STUDY MATERIAL

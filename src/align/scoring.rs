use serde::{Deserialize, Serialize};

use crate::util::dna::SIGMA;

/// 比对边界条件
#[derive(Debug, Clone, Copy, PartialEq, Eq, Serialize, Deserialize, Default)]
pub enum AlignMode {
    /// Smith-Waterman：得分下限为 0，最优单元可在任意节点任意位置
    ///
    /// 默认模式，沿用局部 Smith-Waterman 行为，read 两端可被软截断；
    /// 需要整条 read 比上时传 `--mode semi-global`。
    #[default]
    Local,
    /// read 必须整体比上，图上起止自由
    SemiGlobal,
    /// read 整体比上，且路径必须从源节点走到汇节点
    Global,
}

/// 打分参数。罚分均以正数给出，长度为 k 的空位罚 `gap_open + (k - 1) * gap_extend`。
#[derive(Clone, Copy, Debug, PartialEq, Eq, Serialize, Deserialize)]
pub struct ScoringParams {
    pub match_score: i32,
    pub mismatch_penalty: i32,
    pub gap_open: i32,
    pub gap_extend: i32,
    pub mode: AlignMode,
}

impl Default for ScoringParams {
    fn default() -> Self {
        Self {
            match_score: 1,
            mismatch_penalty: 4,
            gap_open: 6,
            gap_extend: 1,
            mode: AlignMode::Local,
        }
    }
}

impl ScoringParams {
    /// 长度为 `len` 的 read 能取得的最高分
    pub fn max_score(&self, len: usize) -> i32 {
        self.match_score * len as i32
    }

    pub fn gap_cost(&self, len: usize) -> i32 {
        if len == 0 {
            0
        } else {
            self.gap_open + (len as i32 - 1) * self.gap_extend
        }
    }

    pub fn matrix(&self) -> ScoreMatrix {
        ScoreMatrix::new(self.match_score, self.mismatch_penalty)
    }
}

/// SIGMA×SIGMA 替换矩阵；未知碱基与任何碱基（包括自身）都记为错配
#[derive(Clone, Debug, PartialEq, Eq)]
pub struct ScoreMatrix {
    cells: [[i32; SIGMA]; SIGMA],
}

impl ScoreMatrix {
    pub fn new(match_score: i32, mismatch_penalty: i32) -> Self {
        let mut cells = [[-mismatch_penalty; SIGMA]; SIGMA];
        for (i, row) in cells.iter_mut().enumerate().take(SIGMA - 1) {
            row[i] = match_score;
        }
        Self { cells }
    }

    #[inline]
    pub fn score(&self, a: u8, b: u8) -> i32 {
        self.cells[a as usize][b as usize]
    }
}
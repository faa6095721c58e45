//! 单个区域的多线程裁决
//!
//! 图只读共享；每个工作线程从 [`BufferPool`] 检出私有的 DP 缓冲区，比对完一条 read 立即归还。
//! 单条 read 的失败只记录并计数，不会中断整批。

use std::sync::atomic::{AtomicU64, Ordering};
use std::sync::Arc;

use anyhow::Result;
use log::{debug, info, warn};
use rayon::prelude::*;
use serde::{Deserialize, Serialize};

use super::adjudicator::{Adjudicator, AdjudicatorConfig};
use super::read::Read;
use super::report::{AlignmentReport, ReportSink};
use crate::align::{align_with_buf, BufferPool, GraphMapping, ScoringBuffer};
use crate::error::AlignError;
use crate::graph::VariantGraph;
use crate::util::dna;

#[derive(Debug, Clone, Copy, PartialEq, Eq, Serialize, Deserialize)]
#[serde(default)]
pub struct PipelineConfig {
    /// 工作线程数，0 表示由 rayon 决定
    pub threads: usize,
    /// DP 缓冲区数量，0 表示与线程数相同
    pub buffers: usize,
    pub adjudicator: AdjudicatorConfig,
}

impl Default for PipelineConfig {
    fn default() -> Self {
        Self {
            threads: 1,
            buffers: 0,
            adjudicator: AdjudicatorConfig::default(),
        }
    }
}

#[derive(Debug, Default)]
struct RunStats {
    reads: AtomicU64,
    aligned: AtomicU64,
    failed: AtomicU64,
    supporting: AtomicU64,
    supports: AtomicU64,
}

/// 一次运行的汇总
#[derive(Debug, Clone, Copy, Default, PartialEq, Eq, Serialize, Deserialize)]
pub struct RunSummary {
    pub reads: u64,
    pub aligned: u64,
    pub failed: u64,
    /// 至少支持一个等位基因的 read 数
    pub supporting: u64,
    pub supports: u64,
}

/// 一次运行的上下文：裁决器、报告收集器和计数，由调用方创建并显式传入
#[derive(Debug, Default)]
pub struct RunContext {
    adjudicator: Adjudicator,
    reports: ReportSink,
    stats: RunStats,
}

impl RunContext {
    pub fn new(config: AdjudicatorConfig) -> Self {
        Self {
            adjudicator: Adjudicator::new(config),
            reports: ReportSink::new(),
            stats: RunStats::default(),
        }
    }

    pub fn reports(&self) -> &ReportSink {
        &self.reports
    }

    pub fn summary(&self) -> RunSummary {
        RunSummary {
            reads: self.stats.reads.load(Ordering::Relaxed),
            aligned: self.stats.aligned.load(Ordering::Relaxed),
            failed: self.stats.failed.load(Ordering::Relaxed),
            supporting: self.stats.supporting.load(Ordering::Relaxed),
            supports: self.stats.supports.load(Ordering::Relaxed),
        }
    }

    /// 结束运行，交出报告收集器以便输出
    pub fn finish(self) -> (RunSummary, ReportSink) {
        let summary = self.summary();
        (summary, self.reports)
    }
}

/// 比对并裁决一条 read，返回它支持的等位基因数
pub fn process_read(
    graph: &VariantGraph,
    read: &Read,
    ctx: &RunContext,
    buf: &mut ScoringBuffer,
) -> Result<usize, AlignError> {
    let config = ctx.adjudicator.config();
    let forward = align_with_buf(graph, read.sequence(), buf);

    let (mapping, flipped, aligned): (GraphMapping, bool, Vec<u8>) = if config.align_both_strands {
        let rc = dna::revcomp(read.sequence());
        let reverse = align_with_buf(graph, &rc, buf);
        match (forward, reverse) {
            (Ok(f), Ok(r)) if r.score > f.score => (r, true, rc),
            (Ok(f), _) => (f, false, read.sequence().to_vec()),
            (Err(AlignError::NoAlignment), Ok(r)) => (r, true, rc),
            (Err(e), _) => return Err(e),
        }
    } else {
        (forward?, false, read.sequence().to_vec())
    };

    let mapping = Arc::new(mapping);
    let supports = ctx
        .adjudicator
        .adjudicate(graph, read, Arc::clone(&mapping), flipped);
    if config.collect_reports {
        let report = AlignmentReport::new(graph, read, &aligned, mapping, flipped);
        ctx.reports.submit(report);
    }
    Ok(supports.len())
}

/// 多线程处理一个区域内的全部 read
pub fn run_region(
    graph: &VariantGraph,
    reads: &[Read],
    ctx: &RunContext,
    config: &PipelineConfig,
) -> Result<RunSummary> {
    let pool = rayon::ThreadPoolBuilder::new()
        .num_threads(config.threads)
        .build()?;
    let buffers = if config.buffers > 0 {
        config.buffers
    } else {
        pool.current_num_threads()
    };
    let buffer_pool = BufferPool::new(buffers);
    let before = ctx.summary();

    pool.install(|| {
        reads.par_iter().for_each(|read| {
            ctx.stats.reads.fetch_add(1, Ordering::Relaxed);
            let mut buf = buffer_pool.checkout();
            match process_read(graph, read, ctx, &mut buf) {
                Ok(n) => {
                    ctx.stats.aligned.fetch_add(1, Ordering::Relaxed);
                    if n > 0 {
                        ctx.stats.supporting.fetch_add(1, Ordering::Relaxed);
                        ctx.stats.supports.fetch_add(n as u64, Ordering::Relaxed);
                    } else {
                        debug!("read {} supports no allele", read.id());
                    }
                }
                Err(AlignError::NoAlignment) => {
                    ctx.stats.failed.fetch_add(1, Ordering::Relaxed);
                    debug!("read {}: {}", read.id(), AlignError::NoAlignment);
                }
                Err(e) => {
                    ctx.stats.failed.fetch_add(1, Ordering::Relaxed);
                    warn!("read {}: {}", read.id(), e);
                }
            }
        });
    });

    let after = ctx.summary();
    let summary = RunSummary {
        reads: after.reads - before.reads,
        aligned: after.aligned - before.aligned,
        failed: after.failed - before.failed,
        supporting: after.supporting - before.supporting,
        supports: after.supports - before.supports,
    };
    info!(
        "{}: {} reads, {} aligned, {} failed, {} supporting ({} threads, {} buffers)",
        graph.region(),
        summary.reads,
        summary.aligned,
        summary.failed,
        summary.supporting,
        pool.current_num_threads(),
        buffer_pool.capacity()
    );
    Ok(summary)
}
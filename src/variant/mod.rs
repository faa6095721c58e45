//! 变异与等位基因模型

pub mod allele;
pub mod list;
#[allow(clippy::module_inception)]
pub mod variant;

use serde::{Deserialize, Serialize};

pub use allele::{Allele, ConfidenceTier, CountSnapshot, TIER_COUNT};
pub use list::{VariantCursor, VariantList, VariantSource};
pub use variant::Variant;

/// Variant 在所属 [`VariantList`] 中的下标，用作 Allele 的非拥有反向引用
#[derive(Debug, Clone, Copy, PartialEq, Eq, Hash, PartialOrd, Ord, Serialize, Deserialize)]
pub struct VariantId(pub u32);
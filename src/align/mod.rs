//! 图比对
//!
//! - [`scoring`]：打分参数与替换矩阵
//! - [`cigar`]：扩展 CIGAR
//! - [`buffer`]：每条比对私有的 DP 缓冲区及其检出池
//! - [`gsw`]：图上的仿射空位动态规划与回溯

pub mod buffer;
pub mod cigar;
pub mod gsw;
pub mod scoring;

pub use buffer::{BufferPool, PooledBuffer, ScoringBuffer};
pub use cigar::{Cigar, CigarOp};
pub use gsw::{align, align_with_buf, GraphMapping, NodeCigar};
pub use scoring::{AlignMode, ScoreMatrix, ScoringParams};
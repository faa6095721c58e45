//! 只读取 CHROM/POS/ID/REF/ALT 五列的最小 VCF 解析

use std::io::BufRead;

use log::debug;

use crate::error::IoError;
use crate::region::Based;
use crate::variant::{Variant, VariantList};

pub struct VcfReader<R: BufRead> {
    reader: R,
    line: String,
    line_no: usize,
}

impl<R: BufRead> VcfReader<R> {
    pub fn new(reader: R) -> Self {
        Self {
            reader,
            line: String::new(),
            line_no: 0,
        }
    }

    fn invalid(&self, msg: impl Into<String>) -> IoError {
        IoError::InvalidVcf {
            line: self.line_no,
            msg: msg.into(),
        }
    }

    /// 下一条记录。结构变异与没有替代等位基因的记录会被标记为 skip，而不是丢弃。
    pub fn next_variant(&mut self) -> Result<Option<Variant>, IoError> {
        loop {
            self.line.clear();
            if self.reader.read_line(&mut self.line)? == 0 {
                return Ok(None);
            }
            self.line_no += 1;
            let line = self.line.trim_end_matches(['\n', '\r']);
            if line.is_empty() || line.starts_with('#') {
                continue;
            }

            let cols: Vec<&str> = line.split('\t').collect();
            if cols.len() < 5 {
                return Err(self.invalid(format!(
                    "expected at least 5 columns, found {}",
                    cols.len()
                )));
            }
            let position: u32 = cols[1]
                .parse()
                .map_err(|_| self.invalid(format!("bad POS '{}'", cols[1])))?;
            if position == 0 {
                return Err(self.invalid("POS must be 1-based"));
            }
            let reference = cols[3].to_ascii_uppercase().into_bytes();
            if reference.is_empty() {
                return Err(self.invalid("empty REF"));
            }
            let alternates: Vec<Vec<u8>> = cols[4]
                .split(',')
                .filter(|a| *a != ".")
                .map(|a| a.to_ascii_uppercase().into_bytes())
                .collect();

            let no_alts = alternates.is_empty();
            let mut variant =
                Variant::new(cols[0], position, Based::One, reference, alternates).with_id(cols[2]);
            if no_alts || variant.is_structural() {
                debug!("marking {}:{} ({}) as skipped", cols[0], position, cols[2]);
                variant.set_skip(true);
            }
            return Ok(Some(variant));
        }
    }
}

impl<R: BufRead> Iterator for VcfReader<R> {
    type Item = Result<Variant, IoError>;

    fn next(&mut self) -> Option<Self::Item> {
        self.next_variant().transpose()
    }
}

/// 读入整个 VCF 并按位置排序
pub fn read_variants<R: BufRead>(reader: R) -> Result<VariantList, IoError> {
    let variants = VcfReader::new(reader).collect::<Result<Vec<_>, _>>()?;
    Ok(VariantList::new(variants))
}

WHAT IS BEING ASKED
Using the data above, repeat exactly the lines that begin at the line with "Debug, PartialEq, Eq, Serialize, Deserialize)]" and end at the line with "pub fn matrix(&self)", both ends included.

THE ANSWER
#[derive(Clone, Copy, Debug, PartialEq, Eq, Serialize, Deserialize)]
pub struct ScoringParams {
    pub match_score: i32,
    pub mismatch_penalty: i32,
    pub gap_open: i32,
    pub gap_extend: i32,
    pub mode: AlignMode,
}

impl Default for ScoringParams {
    fn default() -> Self {
        Self {
            match_score: 1,
            mismatch_penalty: 4,
            gap_open: 6,
            gap_extend: 1,
            mode: AlignMode::Local,
        }
    }
}

impl ScoringParams {
    /// 长度为 `len` 的 read 能取得的最高分
    pub fn max_score(&self, len: usize) -> i32 {
        self.match_score * len as i32
    }

    pub fn gap_cost(&self, len: usize) -> i32 {
        if len == 0 {
            0
        } else {
            self.gap_open + (len as i32 - 1) * self.gap_extend
        }
    }

    pub fn matrix(&self) -> ScoreMatrix {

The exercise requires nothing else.